Festive: butterfly the tenderloin and season well. Lay on a few thin slices of foie gras and close it up again; tie like a roast. Sear on both sides in a mixture of foaming butter and oil; place in the oven for 10-15 minutes to finish cooking, depending on the thickness of the meat and the desired doneness. Serve with pears poached in red wine spiced with cinnamon, nutmeg and cloves.

Loin
It is found in three forms:

Rack
Sear in a skillet; finish cooking in the oven. Allow about 45 minutes per kilogram.

Roast
Butterfly and stuff with a good piece of firm, full-flavored goat cheese. Sear in a skillet and finish cooking in a 65° C (150° F) oven. It can first be brushed with Dijon mustard or honey mustard and seasoned with herbs.

Medallions
Medallions require hot quick cooking in a skillet or on the barbecue. As soon as juices begin to bead on the top of the meat, turn it over.

Suggestion – Deglaze the pan with fruit liqueur, a full-bodied red wine or maple syrup. Heat a few berries in the sauce.

Sirloin
Sold as steaks or roasts. Follow the same instructions as for the loin. 

Inside Round
Sold as steaks or roasts. Follow the same instructions as for the loin.

Outside Round
Sold as roasts or cubed for kebabs. This is the muscle that works the most so it requires a long alcohol-based marinating to tenderize it: use a berry-based aperitif, a full-bodied red wine, Port or still strong cider.  Avoid white wine.

Suggestions: freshly-ground pepper and lemon zest (but no lemon juice, which will “cook” the meat.) Insert slivers of garlic.

Whole leg
Sold whole for oven-roasting or “mechoui” (Moroccan-style spit roasting). It can feed up to 15 people. Opt for a sweet marinade – for example, equal parts water and maple syrup seasoned with pepper, garlic and Worcestershire sauce.

Flank
Spare ribs
Though not very meaty, the ribs are excellent if approached with a little patience: simmered for at least 2 hours, then braised for 2 hours.

Ground
For grilled burgers.

Boar Terrine
Grind together 25% boar fat, 25% boar liver and 50% lean boar meat. Combine well and bind with an egg. Season with salt and pepper. Place into a rectangular mold and cook in the oven until a meat thermometer shows an internal temperature of 80 °C (175 °F). Press to expel any excess fat and to firm up the terrine. Cool; refrigerate at least 24 hours before serving.

Variations:
Garden – add some finely chopped onion, celery and carrot.
Fruity – add some dried fruits: apricots, cranberries, raisins and/or prunes.
Seasoned – salt, pepper, garlic, herbs, mace.

Shoulder
Butt
Sold in cubes for long-simmered stews, bourguignon-style. However, allow half the cooking time you would use for “butcher’s” red meat, such as beef.

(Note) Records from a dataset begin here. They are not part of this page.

// ==========================================
// 仓储质检核心 - 库存记录数据仓储
// ==========================================
// 红线: Repository 不含业务逻辑
// 说明: 库存记录是分配的实物镜像；allocation_id 为空或悬空即孤儿
// ==========================================

use crate::db::{enum_from_sql, ts_from_sql, ts_to_sql};
use crate::domain::allocation::{InventoryRecord, Quantities};
use crate::domain::types::{OperationalStatus, QualityStatus};
use crate::repository::error::{RepositoryError, RepositoryResult};
use crate::repository::unit_of_work::SqliteStores;
use rusqlite::{params, Result as SqliteResult, Row};

// ==========================================
// InventoryRepository - 库存记录仓储接口
// ==========================================
pub trait InventoryRepository {
    /// 插入库存记录
    fn insert(&self, record: &InventoryRecord) -> RepositoryResult<()>;

    /// 查询某分配下的库存记录（按创建时间升序）
    fn find_by_allocation(&self, allocation_id: &str) -> RepositoryResult<Vec<InventoryRecord>>;

    /// 更新库存记录（库位/数量/状态/修改人/修改时间）
    fn update(&self, record: &InventoryRecord) -> RepositoryResult<()>;

    /// 某库位上全部库存记录的汇总
    fn totals_by_cell(&self, cell_id: &str) -> RepositoryResult<Quantities>;

    /// 孤儿库存记录数量（无所属分配）
    fn count_orphans(&self, warehouse_id: Option<&str>) -> RepositoryResult<i64>;

    /// 可出库库存（APROBADO + AVAILABLE + 数量>0，按有效期 FIFO）
    fn list_available_for_departure(
        &self,
        warehouse_id: Option<&str>,
    ) -> RepositoryResult<Vec<InventoryRecord>>;
}

const SELECT_COLUMNS: &str = r#"
    i.inventory_id, i.allocation_id, i.intake_line_id, i.cell_id,
    i.quantity, i.packages, i.weight_kg, i.volume_m3,
    i.quality_status, i.operational_status,
    i.updated_by, i.created_at, i.updated_at
"#;

fn map_row(row: &Row<'_>) -> SqliteResult<InventoryRecord> {
    let quality_status: String = row.get(8)?;
    let operational_status: String = row.get(9)?;
    let created_at: String = row.get(11)?;
    let updated_at: String = row.get(12)?;
    Ok(InventoryRecord {
        inventory_id: row.get(0)?,
        allocation_id: row.get(1)?,
        intake_line_id: row.get(2)?,
        cell_id: row.get(3)?,
        quantity: row.get(4)?,
        packages: row.get(5)?,
        weight_kg: row.get(6)?,
        volume_m3: row.get(7)?,
        quality_status: enum_from_sql(8, &quality_status)?,
        operational_status: enum_from_sql(9, &operational_status)?,
        updated_by: row.get(10)?,
        created_at: ts_from_sql(11, &created_at)?,
        updated_at: ts_from_sql(12, &updated_at)?,
    })
}

impl InventoryRepository for SqliteStores<'_> {
    fn insert(&self, record: &InventoryRecord) -> RepositoryResult<()> {
        self.conn().execute(
            r#"
            INSERT INTO inventory_record (
                inventory_id, allocation_id, intake_line_id, cell_id,
                quantity, packages, weight_kg, volume_m3,
                quality_status, operational_status,
                updated_by, created_at, updated_at
            ) VALUES (?1, ?2, ?3, ?4, ?5, ?6, ?7, ?8, ?9, ?10, ?11, ?12, ?13)
            "#,
            params![
                record.inventory_id,
                record.allocation_id,
                record.intake_line_id,
                record.cell_id,
                record.quantity,
                record.packages,
                record.weight_kg,
                record.volume_m3,
                record.quality_status.as_str(),
                record.operational_status.as_str(),
                record.updated_by,
                ts_to_sql(&record.created_at),
                ts_to_sql(&record.updated_at),
            ],
        )?;
        Ok(())
    }

    fn find_by_allocation(&self, allocation_id: &str) -> RepositoryResult<Vec<InventoryRecord>> {
        let sql = format!(
            r#"
            SELECT {} FROM inventory_record i
            WHERE i.allocation_id = ?1
            ORDER BY i.created_at, i.inventory_id
            "#,
            SELECT_COLUMNS
        );
        let mut stmt = self.conn().prepare(&sql)?;
        let records = stmt
            .query_map(params![allocation_id], map_row)?
            .collect::<SqliteResult<Vec<InventoryRecord>>>()?;
        Ok(records)
    }

    fn update(&self, record: &InventoryRecord) -> RepositoryResult<()> {
        let affected = self.conn().execute(
            r#"
            UPDATE inventory_record
               SET cell_id = ?2,
                   quantity = ?3, packages = ?4, weight_kg = ?5, volume_m3 = ?6,
                   quality_status = ?7, operational_status = ?8,
                   updated_by = ?9, updated_at = ?10
             WHERE inventory_id = ?1
            "#,
            params![
                record.inventory_id,
                record.cell_id,
                record.quantity,
                record.packages,
                record.weight_kg,
                record.volume_m3,
                record.quality_status.as_str(),
                record.operational_status.as_str(),
                record.updated_by,
                ts_to_sql(&record.updated_at),
            ],
        )?;
        if affected == 0 {
            return Err(RepositoryError::not_found("InventoryRecord", &record.inventory_id));
        }
        Ok(())
    }

    fn totals_by_cell(&self, cell_id: &str) -> RepositoryResult<Quantities> {
        let totals = self.conn().query_row(
            r#"
            SELECT COALESCE(SUM(quantity), 0), COALESCE(SUM(packages), 0),
                   COALESCE(SUM(weight_kg), 0), COALESCE(SUM(volume_m3), 0)
            FROM inventory_record
            WHERE cell_id = ?1
            "#,
            params![cell_id],
            |row| Ok(Quantities::new(row.get(0)?, row.get(1)?, row.get(2)?, row.get(3)?)),
        )?;
        Ok(totals)
    }

    fn count_orphans(&self, warehouse_id: Option<&str>) -> RepositoryResult<i64> {
        let count = self.conn().query_row(
            r#"
            SELECT COUNT(*)
            FROM inventory_record i
            JOIN storage_cell c ON c.cell_id = i.cell_id
            WHERE (?1 IS NULL OR c.warehouse_id = ?1)
              AND (i.allocation_id IS NULL
                   OR NOT EXISTS (SELECT 1 FROM allocation a WHERE a.allocation_id = i.allocation_id))
            "#,
            params![warehouse_id],
            |row| row.get(0),
        )?;
        Ok(count)
    }

    fn list_available_for_departure(
        &self,
        warehouse_id: Option<&str>,
    ) -> RepositoryResult<Vec<InventoryRecord>> {
        // 有效期为空的排在最后，同有效期按入位时间先进先出
        let sql = format!(
            r#"
            SELECT {} FROM inventory_record i
            JOIN storage_cell c ON c.cell_id = i.cell_id
            JOIN intake_line l ON l.intake_line_id = i.intake_line_id
            WHERE (?1 IS NULL OR c.warehouse_id = ?1)
              AND i.quality_status = ?2
              AND i.operational_status = ?3
              AND i.quantity > 0
            ORDER BY l.expiry_date IS NULL, l.expiry_date, i.created_at, i.inventory_id
            "#,
            SELECT_COLUMNS
        );
        let mut stmt = self.conn().prepare(&sql)?;
        let records = stmt
            .query_map(
                params![
                    warehouse_id,
                    QualityStatus::Aprobado.as_str(),
                    OperationalStatus::Available.as_str()
                ],
                map_row,
            )?
            .collect::<SqliteResult<Vec<InventoryRecord>>>()?;
        Ok(records)
    }
}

Suggestion: try cooking it in red wine with orange zest and quartered plums.

Shoulder
Sold as a roast. It’s perhaps not the most attractive cut for impressing guests, but it’s very flavorful and lightly marbled. 

Suggestion: remove from the oven when the thermometer registers 60° C (140 °F). It will be rare. Let it rest. Deglaze the roasting pan with 125 ml (1/2 cup) of the liquor of your choice. Reduce. Whisk in some butter (optional). Slice the roast thinly and add the slices briefly to the pan juices over high heat just to caramelize them for a few seconds on each side.

Shank
It is very small. Braise it or prepare it as osso bucco.